> _Exercise description_
Read the entries below and pull out each line with the string "models".
START Given records
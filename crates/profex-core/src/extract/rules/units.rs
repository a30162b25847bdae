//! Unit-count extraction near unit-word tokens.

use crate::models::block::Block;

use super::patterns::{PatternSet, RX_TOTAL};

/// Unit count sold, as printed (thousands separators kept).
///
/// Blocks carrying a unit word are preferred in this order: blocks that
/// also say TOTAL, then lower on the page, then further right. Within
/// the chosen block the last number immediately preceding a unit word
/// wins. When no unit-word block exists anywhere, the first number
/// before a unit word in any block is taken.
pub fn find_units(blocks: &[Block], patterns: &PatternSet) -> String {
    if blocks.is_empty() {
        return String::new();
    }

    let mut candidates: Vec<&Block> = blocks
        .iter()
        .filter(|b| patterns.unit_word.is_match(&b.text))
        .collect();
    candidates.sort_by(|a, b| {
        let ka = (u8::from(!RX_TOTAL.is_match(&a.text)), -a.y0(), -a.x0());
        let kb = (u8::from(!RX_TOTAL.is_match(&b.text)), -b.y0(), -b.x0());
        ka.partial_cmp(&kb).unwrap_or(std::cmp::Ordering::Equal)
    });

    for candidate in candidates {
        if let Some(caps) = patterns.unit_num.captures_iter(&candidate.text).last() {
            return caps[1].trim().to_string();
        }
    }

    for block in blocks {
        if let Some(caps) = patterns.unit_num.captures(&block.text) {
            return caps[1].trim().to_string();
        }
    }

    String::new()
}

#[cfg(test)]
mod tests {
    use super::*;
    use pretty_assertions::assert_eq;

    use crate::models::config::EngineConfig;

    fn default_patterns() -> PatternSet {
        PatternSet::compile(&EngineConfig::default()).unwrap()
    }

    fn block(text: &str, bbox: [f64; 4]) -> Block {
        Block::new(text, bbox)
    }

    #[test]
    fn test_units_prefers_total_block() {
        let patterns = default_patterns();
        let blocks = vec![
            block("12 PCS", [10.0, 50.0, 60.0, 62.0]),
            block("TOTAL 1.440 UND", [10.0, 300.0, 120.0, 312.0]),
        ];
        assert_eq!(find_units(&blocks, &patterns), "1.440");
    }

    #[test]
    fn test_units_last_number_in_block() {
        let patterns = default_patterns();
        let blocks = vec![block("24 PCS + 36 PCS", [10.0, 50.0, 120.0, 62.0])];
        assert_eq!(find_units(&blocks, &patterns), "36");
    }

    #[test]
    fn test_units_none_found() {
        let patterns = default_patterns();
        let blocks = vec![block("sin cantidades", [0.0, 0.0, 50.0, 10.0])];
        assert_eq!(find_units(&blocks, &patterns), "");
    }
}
END Given records
> _Response below_
use crate::models::block::Block;
    use crate::models::config::EngineConfig;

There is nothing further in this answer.